Measurement Context Extraction from Text: Discovering Opportunities and Gaps in Earth Science
This work addresses the challenge of efficiently analyzing quantitative discussions in large text corpora for Earth scientists, enabling accelerated research and more efficient scientific investment, though it appears incremental as it builds on existing extraction techniques.
The authors tackled the problem of extracting measurement values, units, and related context from natural language text in Earth science, proposing Marve, a system that uses CRF and rule-based methods to achieve high-precision extractions with strong recall, as demonstrated in refining measurement requirements for NASA's HyspIRI mission.

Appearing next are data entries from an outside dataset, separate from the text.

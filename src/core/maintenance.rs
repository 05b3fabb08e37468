/// Catalog housekeeping
///
/// Pruning junk entries, renaming, sorted listings and per-status counts.
/// Everything goes through the two catalog operations.

use crate::catalog::{Catalog, WatchStatus};
use crate::error::{CinelistError, Result};
use crate::interpreter::{normalize_status, normalize_title};
use std::sync::Arc;
use tracing::info;

/// Listing order for [`MaintenanceTools::sorted_by_status`]
#[derive(Debug, Clone, Copy, PartialEq, Eq, Default)]
pub enum SortOrder {
    #[default]
    Asc,
    Desc,
}

impl SortOrder {
    /// "desc" (any casing) is descending, everything else ascending
    pub fn parse(raw: &str) -> Self {
        if raw.trim().eq_ignore_ascii_case("desc") {
            SortOrder::Desc
        } else {
            SortOrder::Asc
        }
    }
}

/// Per-status counts
#[derive(Debug, Clone, Copy, PartialEq, Eq, Default)]
pub struct CatalogStats {
    pub wanted: usize,
    pub seen: usize,
    pub disliked: usize,
}

impl CatalogStats {
    pub fn total(&self) -> usize {
        self.wanted + self.seen + self.disliked
    }
}

impl std::fmt::Display for CatalogStats {
    fn fmt(&self, f: &mut std::fmt::Formatter<'_>) -> std::fmt::Result {
        write!(
            f,
            "total={} | wanted={} | seen={} | disliked={}",
            self.total(),
            self.wanted,
            self.seen,
            self.disliked
        )
    }
}

pub struct MaintenanceTools {
    catalog: Arc<dyn Catalog>,
}

impl MaintenanceTools {
    pub fn new(catalog: Arc<dyn Catalog>) -> Self {
        Self { catalog }
    }

    /// Move entries whose title is blank once normalized (`""`, stray quotes)
    /// out of a list by marking them disliked. Returns how many moved.
    pub async fn prune_blanks(&self, status: &str) -> Result<usize> {
        let status = normalize_status(status);
        let mut pruned = 0;

        for title in self.catalog.list_by_status(status).await? {
            if normalize_title(&title).is_empty() && status != WatchStatus::Disliked {
                self.catalog.upsert(&title, WatchStatus::Disliked).await?;
                pruned += 1;
            }
        }

        info!(pruned, status = %status, "Pruned blank titles");
        Ok(pruned)
    }

    /// Give a title a new name
    ///
    /// The new title takes the old one's status (wanted if the old title is
    /// unknown) and the old title is marked disliked. A change of casing only
    /// respells the entry.
    pub async fn rename(&self, old_title: &str, new_title: &str) -> Result<WatchStatus> {
        let old_title = normalize_title(old_title);
        let new_title = normalize_title(new_title);
        if old_title.is_empty() || new_title.is_empty() {
            return Err(CinelistError::EmptyTitle);
        }

        let status = self
            .find_status(&old_title)
            .await?
            .unwrap_or(WatchStatus::Wanted);

        self.catalog.upsert(&new_title, status).await?;

        // Only the casing changed: same entry
        if old_title.to_lowercase() != new_title.to_lowercase() {
            self.catalog.upsert(&old_title, WatchStatus::Disliked).await?;
        }

        Ok(status)
    }

    /// Current status of a title, matched case-insensitively
    pub async fn find_status(&self, title: &str) -> Result<Option<WatchStatus>> {
        let key = normalize_title(title).to_lowercase();

        for status in WatchStatus::ALL {
            let titles = self.catalog.list_by_status(status).await?;
            if titles.iter().any(|t| normalize_title(t).to_lowercase() == key) {
                return Ok(Some(status));
            }
        }

        Ok(None)
    }

    /// Non-blank titles of a status, sorted case-insensitively
    pub async fn sorted_by_status(&self, status: &str, order: SortOrder) -> Result<Vec<String>> {
        let status = normalize_status(status);

        let mut titles: Vec<String> = self
            .catalog
            .list_by_status(status)
            .await?
            .iter()
            .map(|t| normalize_title(t))
            .filter(|t| !t.is_empty())
            .collect();

        titles.sort_by_key(|t| t.to_lowercase());
        if order == SortOrder::Desc {
            titles.reverse();
        }

        Ok(titles)
    }

    pub async fn stats(&self) -> Result<CatalogStats> {
        Ok(CatalogStats {
            wanted: self.catalog.list_by_status(WatchStatus::Wanted).await?.len(),
            seen: self.catalog.list_by_status(WatchStatus::Seen).await?.len(),
            disliked: self.catalog.list_by_status(WatchStatus::Disliked).await?.len(),
        })
    }
}

#[cfg(test)]
mod tests {
    use super::*;
    use crate::catalog::MemoryCatalog;

    async fn setup() -> (MaintenanceTools, Arc<MemoryCatalog>) {
        let catalog = Arc::new(MemoryCatalog::new());
        for (title, status) in [
            ("heat", WatchStatus::Wanted),
            ("Alien", WatchStatus::Wanted),
            ("Dune", WatchStatus::Seen),
            ("\"\"", WatchStatus::Wanted),
        ] {
            catalog.upsert(title, status).await.unwrap();
        }
        (MaintenanceTools::new(catalog.clone()), catalog)
    }

    #[tokio::test]
    async fn test_prune_blanks() {
        let (tools, catalog) = setup().await;

        let pruned = tools.prune_blanks("wanted").await.unwrap();

        assert_eq!(pruned, 1);
        assert_eq!(catalog.status_of("\"\""), Some(WatchStatus::Disliked));
        assert_eq!(tools.prune_blanks("wanted").await.unwrap(), 0);
    }

    #[tokio::test]
    async fn test_rename_keeps_status() {
        let (tools, catalog) = setup().await;

        let status = tools.rename("dune", "Dune: Part One").await.unwrap();

        assert_eq!(status, WatchStatus::Seen);
        assert_eq!(catalog.status_of("Dune: Part One"), Some(WatchStatus::Seen));
        assert_eq!(catalog.status_of("Dune"), Some(WatchStatus::Disliked));
    }

    #[tokio::test]
    async fn test_rename_change_of_case_keeps_status() {
        let (tools, catalog) = setup().await;

        let status = tools.rename("heat", "Heat").await.unwrap();

        assert_eq!(status, WatchStatus::Wanted);
        assert_eq!(catalog.status_of("Heat"), Some(WatchStatus::Wanted));
        assert_eq!(
            catalog.list_by_status(WatchStatus::Wanted).await.unwrap()[0],
            "Heat"
        );
        assert!(catalog.list_by_status(WatchStatus::Disliked).await.unwrap().is_empty());
    }

    #[tokio::test]
    async fn test_rename_unknown_defaults_to_wanted() {
        let (tools, _catalog) = setup().await;

        let status = tools.rename("Nope", "Still Nope").await.unwrap();
        assert_eq!(status, WatchStatus::Wanted);

        match tools.rename("", "x").await {
            Err(CinelistError::EmptyTitle) => {}
            other => panic!("Expected EmptyTitle, got {:?}", other),
        }
    }

    #[tokio::test]
    async fn test_sorted_by_status() {
        let (tools, _catalog) = setup().await;

        let asc = tools.sorted_by_status("wanted", SortOrder::Asc).await.unwrap();
        assert_eq!(asc, vec!["Alien", "heat"]);

        let desc = tools
            .sorted_by_status("wanted", SortOrder::parse("DESC"))
            .await
            .unwrap();
        assert_eq!(desc, vec!["heat", "Alien"]);
    }

    #[tokio::test]
    async fn test_stats() {
        let (tools, _catalog) = setup().await;

        let stats = tools.stats().await.unwrap();

        assert_eq!(stats.wanted, 3);
        assert_eq!(stats.seen, 1);
        assert_eq!(stats.disliked, 0);
        assert_eq!(stats.total(), 4);
        assert_eq!(stats.to_string(), "total=4 | wanted=3 | seen=1 | disliked=0");
    }

    #[test]
    fn test_sort_order_parse() {
        assert_eq!(SortOrder::parse("desc"), SortOrder::Desc);
        assert_eq!(SortOrder::parse("asc"), SortOrder::Asc);
        assert_eq!(SortOrder::parse("whatever"), SortOrder::Asc);
    }
}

We propose Marve, a system for extracting measurement values, units, and related words from natural language text. Marve uses conditional random fields (CRF) to identify measurement values and units, followed by a rule-based system to find related entities, descriptors and modifiers within a sentence. Sentence tokens are represented by an undirected graphical model, and rules are based on part-of-speech and word dependency patterns connecting values and units to contextual words. Marve is unique in its focus on measurement context and early experimentation demonstrates Marve's ability to generate high-precision extractions with strong recall. We also discuss Marve's role in refining measurement requirements for NASA's proposed HyspIRI mission, a hyperspectral infrared imaging satellite that will study the world's ecosystems. In general, our work with HyspIRI demonstrates the value of semantic measurement extractions in characterizing quantitative discussion contained in large corpuses of natural language text. These extractions accelerate broad, cross-cutting research and expose scientists new algorithmic approaches and experimental nuances. They also facilitate identification of scientific opportunities enabled by HyspIRI leading to more efficient scientific investment and research.